**Brief:** Find the word "status" in the data, then copy each line where it is found.

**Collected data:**
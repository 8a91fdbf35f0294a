//! SQLite checkpoint store implementation.
//!
//! Implements `CheckpointStore` from `sdlc-core` using sqlx with split
//! read/write pools. Each checkpoint row stores the full `WorkflowState` as a
//! JSON blob keyed by `(workflow_id, sequence)`; the composite primary key
//! keeps history totally ordered and rejects duplicate sequences.

use chrono::{DateTime, SecondsFormat, Utc};
use sdlc_core::checkpoint::CheckpointStore;
use sdlc_core::checkpoint::store::check_next_sequence;
use sdlc_types::error::RepositoryError;
use sdlc_types::workflow::{CheckpointRecord, WorkflowState};
use sqlx::Row;
use uuid::Uuid;

use super::pool::DatabasePool;

/// SQLite-backed implementation of `CheckpointStore`.
pub struct SqliteCheckpointStore {
    pool: DatabasePool,
}

impl SqliteCheckpointStore {
    /// Create a new store backed by the given database pool.
    pub fn new(pool: DatabasePool) -> Self {
        Self { pool }
    }
}

// ---------------------------------------------------------------------------
// Internal row types
// ---------------------------------------------------------------------------

struct CheckpointRow {
    workflow_id: String,
    sequence: i64,
    state: String,
    recorded_at: String,
}

impl CheckpointRow {
    fn from_row(row: &sqlx::sqlite::SqliteRow) -> Result<Self, sqlx::Error> {
        Ok(Self {
            workflow_id: row.try_get("workflow_id")?,
            sequence: row.try_get("sequence")?,
            state: row.try_get("state")?,
            recorded_at: row.try_get("recorded_at")?,
        })
    }

    fn into_record(self) -> Result<CheckpointRecord, RepositoryError> {
        let workflow_id = parse_uuid(&self.workflow_id)?;
        let state: WorkflowState = serde_json::from_str(&self.state)
            .map_err(|e| RepositoryError::Query(format!("invalid checkpoint state JSON: {e}")))?;
        let sequence = u64::try_from(self.sequence)
            .map_err(|_| RepositoryError::Query(format!("invalid sequence: {}", self.sequence)))?;

        Ok(CheckpointRecord {
            workflow_id,
            sequence,
            state,
            recorded_at: parse_datetime(&self.recorded_at)?,
        })
    }
}

fn rows_into_records(rows: Vec<sqlx::sqlite::SqliteRow>) -> Result<Vec<CheckpointRecord>, RepositoryError> {
    rows.iter()
        .map(|row| {
            CheckpointRow::from_row(row)
                .map_err(|e| RepositoryError::Query(e.to_string()))?
                .into_record()
        })
        .collect()
}

// ---------------------------------------------------------------------------
// Helpers
// ---------------------------------------------------------------------------

fn parse_uuid(s: &str) -> Result<Uuid, RepositoryError> {
    s.parse::<Uuid>()
        .map_err(|e| RepositoryError::Query(format!("invalid UUID: {e}")))
}

fn parse_datetime(s: &str) -> Result<DateTime<Utc>, RepositoryError> {
    DateTime::parse_from_rfc3339(s)
        .map(|dt| dt.with_timezone(&Utc))
        .map_err(|e| RepositoryError::Query(format!("invalid datetime: {e}")))
}

/// Fixed-width RFC 3339 so text ordering in SQL matches time ordering.
fn format_datetime(dt: &DateTime<Utc>) -> String {
    dt.to_rfc3339_opts(SecondsFormat::Nanos, true)
}

/// Map sqlx errors, keeping connectivity problems distinct from query bugs
/// so the engine's retry loop sees them as transient.
fn map_sqlx(e: sqlx::Error) -> RepositoryError {
    match e {
        sqlx::Error::PoolTimedOut | sqlx::Error::PoolClosed | sqlx::Error::Io(_) => {
            RepositoryError::Connection
        }
        sqlx::Error::Database(db) if db.is_unique_violation() => {
            RepositoryError::Conflict(db.message().to_string())
        }
        other => RepositoryError::Query(other.to_string()),
    }
}

// ---------------------------------------------------------------------------
// CheckpointStore impl
// ---------------------------------------------------------------------------

impl CheckpointStore for SqliteCheckpointStore {
    async fn append(&self, state: &WorkflowState) -> Result<u64, RepositoryError> {
        let state_json = serde_json::to_string(state)
            .map_err(|e| RepositoryError::Query(format!("serialize state: {e}")))?;
        let workflow_id = state.workflow_id.to_string();

        let mut tx = self.pool.writer.begin().await.map_err(map_sqlx)?;

        let latest: Option<i64> =
            sqlx::query_scalar("SELECT MAX(sequence) FROM checkpoints WHERE workflow_id = ?")
                .bind(&workflow_id)
                .fetch_one(&mut *tx)
                .await
                .map_err(map_sqlx)?;
        let latest = latest.map(|s| s as u64);
        let sequence = check_next_sequence(&state.workflow_id, latest, state.version)?;

        if sequence == 1 {
            sqlx::query(
                "INSERT OR IGNORE INTO workflows (id, project_idea, created_at) VALUES (?, ?, ?)",
            )
            .bind(&workflow_id)
            .bind(&state.project_idea)
            .bind(format_datetime(&state.created_at))
            .execute(&mut *tx)
            .await
            .map_err(map_sqlx)?;
        }

        sqlx::query(
            r#"INSERT INTO checkpoints (workflow_id, sequence, current_stage, state, recorded_at)
               VALUES (?, ?, ?, ?, ?)"#,
        )
        .bind(&workflow_id)
        .bind(sequence as i64)
        .bind(state.current_stage.as_str())
        .bind(&state_json)
        .bind(format_datetime(&state.updated_at))
        .execute(&mut *tx)
        .await
        .map_err(map_sqlx)?;

        tx.commit().await.map_err(map_sqlx)?;

        tracing::debug!(
            workflow_id = %state.workflow_id,
            sequence,
            stage = %state.current_stage,
            "checkpoint appended"
        );
        Ok(sequence)
    }

    async fn latest(&self, workflow_id: &Uuid) -> Result<Option<CheckpointRecord>, RepositoryError> {
        let row = sqlx::query(
            r#"SELECT workflow_id, sequence, state, recorded_at FROM checkpoints
               WHERE workflow_id = ? ORDER BY sequence DESC LIMIT 1"#,
        )
        .bind(workflow_id.to_string())
        .fetch_optional(&self.pool.reader)
        .await
        .map_err(map_sqlx)?;

        match row {
            Some(row) => {
                let r = CheckpointRow::from_row(&row).map_err(|e| RepositoryError::Query(e.to_string()))?;
                Ok(Some(r.into_record()?))
            }
            None => Ok(None),
        }
    }

    async fn history(&self, workflow_id: &Uuid) -> Result<Vec<CheckpointRecord>, RepositoryError> {
        let rows = sqlx::query(
            r#"SELECT workflow_id, sequence, state, recorded_at FROM checkpoints
               WHERE workflow_id = ? ORDER BY sequence ASC"#,
        )
        .bind(workflow_id.to_string())
        .fetch_all(&self.pool.reader)
        .await
        .map_err(map_sqlx)?;

        rows_into_records(rows)
    }

    async fn list_latest(&self) -> Result<Vec<CheckpointRecord>, RepositoryError> {
        let rows = sqlx::query(
            r#"SELECT c.workflow_id, c.sequence, c.state, c.recorded_at
               FROM checkpoints c
               JOIN (SELECT workflow_id, MAX(sequence) AS max_sequence
                     FROM checkpoints GROUP BY workflow_id) m
                 ON c.workflow_id = m.workflow_id AND c.sequence = m.max_sequence
               JOIN workflows w ON w.id = c.workflow_id
               ORDER BY w.created_at ASC, w.id ASC"#,
        )
        .fetch_all(&self.pool.reader)
        .await
        .map_err(map_sqlx)?;

        rows_into_records(rows)
    }
}

// ---------------------------------------------------------------------------
// Tests
// ---------------------------------------------------------------------------

#[cfg(test)]
mod tests {
    use std::collections::HashMap;
    use std::sync::Arc;
    use std::time::Duration;

    use sdlc_core::engine::{RunContext, WorkflowEngine};
    use sdlc_core::graph::StageGraph;
    use sdlc_core::registry::EngineRegistry;
    use sdlc_types::config::EngineConfig;
    use sdlc_types::workflow::Stage;
    use serde_json::json;

    use super::*;
    use crate::sqlite::pool::default_database_url;
    use crate::stage::placeholder::placeholder_registry;

    async fn test_store() -> (SqliteCheckpointStore, tempfile::TempDir) {
        let dir = tempfile::tempdir().unwrap();
        let pool = DatabasePool::new(&default_database_url(dir.path())).await.unwrap();
        (SqliteCheckpointStore::new(pool), dir)
    }

    fn sample_state() -> WorkflowState {
        let mut metadata = HashMap::new();
        metadata.insert("owner".to_string(), json!("platform-team"));
        WorkflowState::new("A habit tracker for remote teams", metadata)
    }

    #[tokio::test]
    async fn append_and_latest_roundtrip() {
        let (store, _dir) = test_store().await;
        let mut state = sample_state();
        state.version = 1;
        assert_eq!(store.append(&state).await.unwrap(), 1);

        state.version = 2;
        state.current_stage = Stage::SolutionArchitecture;
        state.attempt_counts.insert(Stage::JuniorDevelopment, 2);
        state.artifacts.insert("market_report".to_string(), json!({"tam": "large"}));
        assert_eq!(store.append(&state).await.unwrap(), 2);

        let latest = store.latest(&state.workflow_id).await.unwrap().unwrap();
        assert_eq!(latest.sequence, 2);
        assert_eq!(latest.state, state);
        assert_eq!(latest.recorded_at, state.updated_at);
    }

    #[tokio::test]
    async fn stale_version_is_conflict() {
        let (store, _dir) = test_store().await;
        let mut state = sample_state();
        state.version = 1;
        store.append(&state).await.unwrap();
        state.version = 2;
        store.append(&state).await.unwrap();

        state.version = 2;
        let err = store.append(&state).await.unwrap_err();
        assert!(matches!(err, RepositoryError::Conflict(_)));

        state.version = 7;
        assert!(matches!(
            store.append(&state).await,
            Err(RepositoryError::Conflict(_))
        ));
        assert_eq!(store.history(&state.workflow_id).await.unwrap().len(), 2);
    }

    #[tokio::test]
    async fn history_is_ordered() {
        let (store, _dir) = test_store().await;
        let mut state = sample_state();
        for version in 1..=4 {
            state.version = version;
            store.append(&state).await.unwrap();
        }

        let sequences: Vec<u64> = store
            .history(&state.workflow_id)
            .await
            .unwrap()
            .iter()
            .map(|r| r.sequence)
            .collect();
        assert_eq!(sequences, vec![1, 2, 3, 4]);
    }

    #[tokio::test]
    async fn unknown_workflow_is_empty() {
        let (store, _dir) = test_store().await;
        let id = Uuid::now_v7();
        assert!(store.latest(&id).await.unwrap().is_none());
        assert!(store.history(&id).await.unwrap().is_empty());
    }

    #[tokio::test]
    async fn list_latest_returns_one_row_per_workflow() {
        let (store, _dir) = test_store().await;
        let mut first = sample_state();
        first.version = 1;
        store.append(&first).await.unwrap();
        first.version = 2;
        first.current_stage = Stage::Completed;
        store.append(&first).await.unwrap();

        let mut second = WorkflowState::new("second", HashMap::new());
        second.version = 1;
        store.append(&second).await.unwrap();

        let latest = store.list_latest().await.unwrap();
        assert_eq!(latest.len(), 2);
        assert_eq!(latest[0].workflow_id, first.workflow_id);
        assert_eq!(latest[0].state.current_stage, Stage::Completed);
        assert_eq!(latest[1].sequence, 1);
    }

    #[tokio::test]
    async fn engine_runs_against_sqlite() {
        let (store, _dir) = test_store().await;
        let store = Arc::new(store);
        let engine = WorkflowEngine::new(
            Arc::clone(&store),
            Arc::new(placeholder_registry()),
            Arc::new(StageGraph::sdlc()),
            EngineConfig::default(),
        );

        let mut state = sample_state();
        engine.persist_initial(&mut state).await.unwrap();
        let ctx = RunContext::new(state.clone(), 16);
        let finished = engine.run(state, &ctx).await.unwrap().state().clone();
        assert_eq!(finished.current_stage, Stage::Completed);

        // Everything the engine reported is reproducible from the store.
        let latest = store.latest(&finished.workflow_id).await.unwrap().unwrap();
        assert_eq!(latest.state, finished);
        assert_eq!(latest.sequence, finished.version);
    }

    #[tokio::test]
    async fn registry_recovers_from_sqlite_after_restart() {
        let dir = tempfile::tempdir().unwrap();
        let url = default_database_url(dir.path());

        // First process: a workflow checkpointed mid-run, then the process died.
        let workflow_id = {
            let store = SqliteCheckpointStore::new(DatabasePool::new(&url).await.unwrap());
            let mut state = sample_state();
            state.version = 1;
            store.append(&state).await.unwrap();
            state.version = 2;
            state.current_stage = Stage::QualityAssurance;
            store.append(&state).await.unwrap();
            state.workflow_id
        };

        // Second process.
        let store = Arc::new(SqliteCheckpointStore::new(DatabasePool::new(&url).await.unwrap()));
        let registry = EngineRegistry::new(
            store,
            placeholder_registry(),
            StageGraph::sdlc(),
            EngineConfig::default(),
        )
        .unwrap();
        assert_eq!(registry.recover().await.unwrap(), 1);

        let mut state = registry.status(workflow_id).await.unwrap();
        for _ in 0..400 {
            if state.is_terminal() {
                break;
            }
            tokio::time::sleep(Duration::from_millis(10)).await;
            state = registry.status(workflow_id).await.unwrap();
        }
        assert_eq!(state.current_stage, Stage::Completed);
        let stages: Vec<Stage> = state.stage_results.iter().map(|r| r.stage).collect();
        assert_eq!(stages, vec![Stage::QualityAssurance, Stage::Deployment]);
    }
}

**Solution for this problem:**
        let mut state = registry.status(workflow_id).await.unwrap();
            state = registry.status(workflow_id).await.unwrap();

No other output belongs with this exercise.